Wilson Tanner III, an attorney for Eibschitz-Tsimhoni, offered only seven words of response: “I think the Master did his job.”

Ryan’s ruling, in part, said Gorcyca “failed to establish, maintain, enforce, and personally observe high standards of conduct to that the integrity and independence of the judiciary may be preserved.”

Gorcyca is accused of inappropriate behavior on the bench, laughing at the children in court, comparing them to engaging in cult-like activity and, at one point, spinning a pointed finger in circles towards her own head, implying the children’s behavior was mentally unbalanced.

Gorcyca has denied any wrongdoing and nearly 200 lawyers have signed a letter supporting her. Cranmer indicated there will likely be an appeal of the finding. Gorcyca’s attorneys are expected to argue the hearing did not support Ryan’s findings or there has been a misapplication of the law.

The Tenure Commission receives about 600 grievances against the state’s judges every year, Fischer said, and about only two end up with formal complaints.

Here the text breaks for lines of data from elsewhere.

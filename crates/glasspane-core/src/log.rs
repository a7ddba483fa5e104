//! Append-only file logger.
//!
//! Lines go to `~/.config/glasspane/logs/glasspane.log`. Once the file
//! grows past `max_file_mb` it is renamed to `glasspane.log.1`, replacing
//! any older backup, and a fresh file is started.

use std::fmt;
use std::fs::{self, File, OpenOptions};
use std::io::Write;
use std::path::{Path, PathBuf};
use std::sync::{Mutex, OnceLock};

use serde::{Deserialize, Serialize};

static LOGGER: OnceLock<Mutex<FileLog>> = OnceLock::new();

const LOG_FILE_NAME: &str = "glasspane.log";

/// The `[log]` table of the config file.
#[derive(Debug, Clone, PartialEq, Eq, Serialize, Deserialize)]
#[serde(default)]
pub struct LogConfig {
    /// Off unless the user opts in.
    pub enabled: bool,
    /// "debug", "info", "warn", or "error". Unknown values mean "info".
    pub level: String,
    /// Rotation threshold in megabytes; 0 disables rotation.
    pub max_file_mb: u64,
}

impl Default for LogConfig {
    fn default() -> Self {
        Self {
            enabled: false,
            level: "info".into(),
            max_file_mb: 5,
        }
    }
}

#[derive(Debug, Clone, Copy, PartialEq, Eq, PartialOrd, Ord)]
pub enum Level {
    Debug,
    Info,
    Warn,
    Error,
}

impl Level {
    fn label(self) -> &'static str {
        match self {
            Self::Debug => "DEBUG",
            Self::Info => "INFO",
            Self::Warn => "WARN",
            Self::Error => "ERROR",
        }
    }

    pub fn parse(s: &str) -> Self {
        match s.trim().to_ascii_lowercase().as_str() {
            "debug" | "trace" => Self::Debug,
            "warn" | "warning" => Self::Warn,
            "error" => Self::Error,
            _ => Self::Info,
        }
    }
}

struct FileLog {
    file: File,
    path: PathBuf,
    min_level: Level,
    max_bytes: u64,
    written: u64,
}

/// Starts file logging if `config.enabled` is set.
///
/// Returns the log file path on success. Failing to open the file is not
/// an error; the overlay simply runs without a log. Only the first call
/// has any effect.
pub fn init(config: &LogConfig) -> Option<PathBuf> {
    if !config.enabled {
        return None;
    }
    let dir = crate::config::config_dir()?.join("logs");
    fs::create_dir_all(&dir).ok()?;
    let path = dir.join(LOG_FILE_NAME);

    let file = OpenOptions::new()
        .create(true)
        .append(true)
        .open(&path)
        .ok()?;
    let written = file.metadata().map(|m| m.len()).unwrap_or(0);

    let log = FileLog {
        file,
        path: path.clone(),
        min_level: Level::parse(&config.level),
        max_bytes: config.max_file_mb.saturating_mul(1024 * 1024),
        written,
    };
    LOGGER.set(Mutex::new(log)).ok()?;
    Some(path)
}

/// Appends one line when `level` passes the configured filter.
///
/// A no-op before [`init`] or when logging is disabled.
pub fn write(level: Level, args: fmt::Arguments<'_>) {
    let Some(lock) = LOGGER.get() else {
        return;
    };
    let Ok(mut log) = lock.lock() else {
        return;
    };
    if level < log.min_level {
        return;
    }

    let line = format_line(&clock(), level, args);
    if log.file.write_all(line.as_bytes()).is_ok() {
        log.written += line.len() as u64;
    }
    if log.max_bytes > 0 && log.written >= log.max_bytes {
        log.rotate();
    }
}

impl FileLog {
    fn rotate(&mut self) {
        let _ = fs::rename(&self.path, backup_path(&self.path));
        if let Ok(file) = OpenOptions::new()
            .create(true)
            .append(true)
            .open(&self.path)
        {
            self.file = file;
        }
        self.written = 0;
    }
}

fn backup_path(path: &Path) -> PathBuf {
    let mut name = path.as_os_str().to_owned();
    name.push(".1");
    PathBuf::from(name)
}

fn format_line(clock: &str, level: Level, args: fmt::Arguments<'_>) -> String {
    format!("{clock} {:<5} {args}\n", level.label())
}

/// UTC wall-clock time of day, `HH:MM:SS.mmm`.
fn clock() -> String {
    let now = std::time::SystemTime::now()
        .duration_since(std::time::UNIX_EPOCH)
        .unwrap_or_default();
    let secs = now.as_secs();
    format!(
        "{:02}:{:02}:{:02}.{:03}",
        secs / 3600 % 24,
        secs / 60 % 60,
        secs % 60,
        now.subsec_millis()
    )
}

#[macro_export]
macro_rules! log_debug {
    ($($arg:tt)*) => { $crate::log::write($crate::log::Level::Debug, format_args!($($arg)*)) };
}

#[macro_export]
macro_rules! log_info {
    ($($arg:tt)*) => { $crate::log::write($crate::log::Level::Info, format_args!($($arg)*)) };
}

#[macro_export]
macro_rules! log_warn {
    ($($arg:tt)*) => { $crate::log::write($crate::log::Level::Warn, format_args!($($arg)*)) };
}

#[macro_export]
macro_rules! log_error {
    ($($arg:tt)*) => { $crate::log::write($crate::log::Level::Error, format_args!($($arg)*)) };
}

#[cfg(test)]
mod tests {
    use super::*;

    #[test]
    fn level_parse_accepts_aliases_and_defaults_to_info() {
        assert_eq!(Level::parse("DEBUG"), Level::Debug);
        assert_eq!(Level::parse(" warning "), Level::Warn);
        assert_eq!(Level::parse("error"), Level::Error);
        assert_eq!(Level::parse("verbose"), Level::Info);
    }

    #[test]
    fn levels_are_ordered_by_severity() {
        assert!(Level::Debug < Level::Info);
        assert!(Level::Warn < Level::Error);
    }

    #[test]
    fn backup_appends_suffix() {
        let path = Path::new("/tmp/logs/glasspane.log");

        assert_eq!(backup_path(path), PathBuf::from("/tmp/logs/glasspane.log.1"));
    }

    #[test]
    fn line_has_clock_padded_level_and_message() {
        let line = format_line("12:00:00.000", Level::Info, format_args!("moved {}", 3));

        assert_eq!(line, "12:00:00.000 INFO  moved 3\n");
    }

    #[test]
    fn write_before_init_is_a_no_op() {
        write(Level::Error, format_args!("dropped"));
    }
}
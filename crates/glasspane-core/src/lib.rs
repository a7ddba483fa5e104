pub mod click_through;
pub mod command;
pub mod config;
pub mod controller;
pub mod edges;
pub mod event;
pub mod gesture;
pub mod host;
pub mod log;
pub mod menu;
pub mod rect;
pub mod router;
pub mod settings;
pub mod source;

#[cfg(test)]
mod testing;

pub use click_through::ClickThrough;
pub use command::{Command, CommandOutcome};
pub use config::Config;
pub use controller::OverlayController;
pub use edges::{CursorKind, Edge, EdgeSet};
pub use event::{Button, Disposition, PointerEvent, PointerKind};
pub use gesture::DragState;
pub use host::{
    ContentHost, HostResult, NativeMoveResize, NativeOutcome, OverlayHost, SurfaceId, WindowStyle,
};
pub use menu::MenuEntry;
pub use rect::{MinSize, Point, Rect};
pub use router::{PointerRouter, RouterOptions};
pub use settings::OverlaySettings;
pub use source::{Resolver, Source, SourceError};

The children had been in the sole custody of their mother but their estranged father had sought the court’s help, seeking sole custody and claiming his ex-wife had turned them against him. There were more than 40 hearings held and more than 100 pleadings filed in the case over five years, including multiple claims of parental alienation. Gorcyca issued a gag order after threats were made on social media toward unnamed people in the case.

Meanwhile the children underwent clinical examinations and supervised parenting time by seven therapists. The parents went through 20 attorneys — 16 by the mother and four by the father.

Gorcyca had ordered the children to have a relationship with their father beginning in August 2014 prompting them to link their arms together in a jury room and refuse to get out of their chairs. They eventually agreed to meet with their father under threat of going to Children’s Village.

Later, when the three repeatedly refused to eat lunch, talk to or even look at Omer Tsimhoni, Gorcyca sent them to Mandy’s Place, a division of the Children’s Village for neglected or abused children. She later transferred them to a summer camp and then to intensive therapy followed by transferring custody to the father.

They have since been returned to their mother’s care and are seeing their father. The children’s parents are reportedly working on an out-of-court settlement involving custody.

Gorcyca said her decision to place the children in Mandy’s Place was not made lightly but resulted from “years of frustration” with the children’s mother flouting court orders to unite the kids with their father while they also had a relationship with their mother.

The next tenure commission hearing is set for 10 a.m. Sept. 12.